La pianta acquatica Irupe ha sorpreso il Paraguay in questi giorni: centinaia di esemplari hanno infatti ‘invaso’ la laguna della città Piquete Cuè, a circa 25 chilometri da Asuncion. Perché tanto stupore? La Irupe nel 2006 era stata classificata a rischio estinzione e la sua ricomparsa in grandi quantità ha lasciato tutti senza parole, tanto che i turisti si sono immediatamente precipitati sul posto dove hanno trovato i pescatori locali pronti a traghettarli sull’acqua per osservare da vicino lo spettacolo naturale: purtroppo non tutti però hanno rispettato la fortuna che avevano di fronte a loro.

Irupe, che pianta è. Si chiama Irupe, ma anche yacare yrupe, ed è una pianta acquatica endemica del fiume del Paraguay appartenente allo stesso genere della Victoria Amazonica.

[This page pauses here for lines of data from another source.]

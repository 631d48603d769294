//! Ways to show or save a [`CellGrid`](crate::CellGrid).
//!
//! The grid itself never changes here; `colorize` only decides whether
//! each cell's sampled colour is used or a fixed foreground.

pub mod ansi;
pub mod html;
pub mod raster;
pub mod text;

pub use ansi::write_ansi;
pub use html::{html_document, html_fragment};
pub use raster::{rasterize, save_raster, RasterFormat, DEFAULT_MAGNIFICATION};
pub use text::plain_text;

Di un acceso color verde, circolare e dal diametro che può raggiungere anche un metro e mezzo, con lunghi petali con camere d’aria, la Irupe è la pianta più grande del suo genere e ‘galleggia’ sull’acqua su steli lunghi tra i 7 gli 8 metri. La Irupe è un perfetto nascondiglio perché le sue foglie possono sostenere fino a 40 chilogrammi di peso distribuito: è infatti apprezzata molto dal caimano jacarè, l’alligatore endemico del Sudamerica.

Il fenomeno straordinario. Nei giorni scorsi, a sorpresa, in laguna sono apparse centinaia Irupe, uno spettacolo inaspettato visto che nel 2006 la pianta è stata considerata a rischio estinzione e per questo non si pensa fosse possibile vederne così tante tutte insieme. I turisti sono immediatamente corsi sul posto per immortalare lo spettacolo, mentre i pescatori ne hanno approfittato per farsi pagare per traghettare i curiosi sull’acqua e guardare da vicino la bellezza delle Irupe.

La solita mano dell’uomo. Purtroppo alcune persone si sono dimostrate irrispettoso e hanno approfittato del giro in barca per strappare alcune foglie dalla pianta. Perché? Si ritiene che la Irupe abbia proprietà curative che combattono asma e altre malattie respiratorie. Le autorità hanno dichiarato di essere intenzionate a punire chi danneggerà ancora questa specie protetta.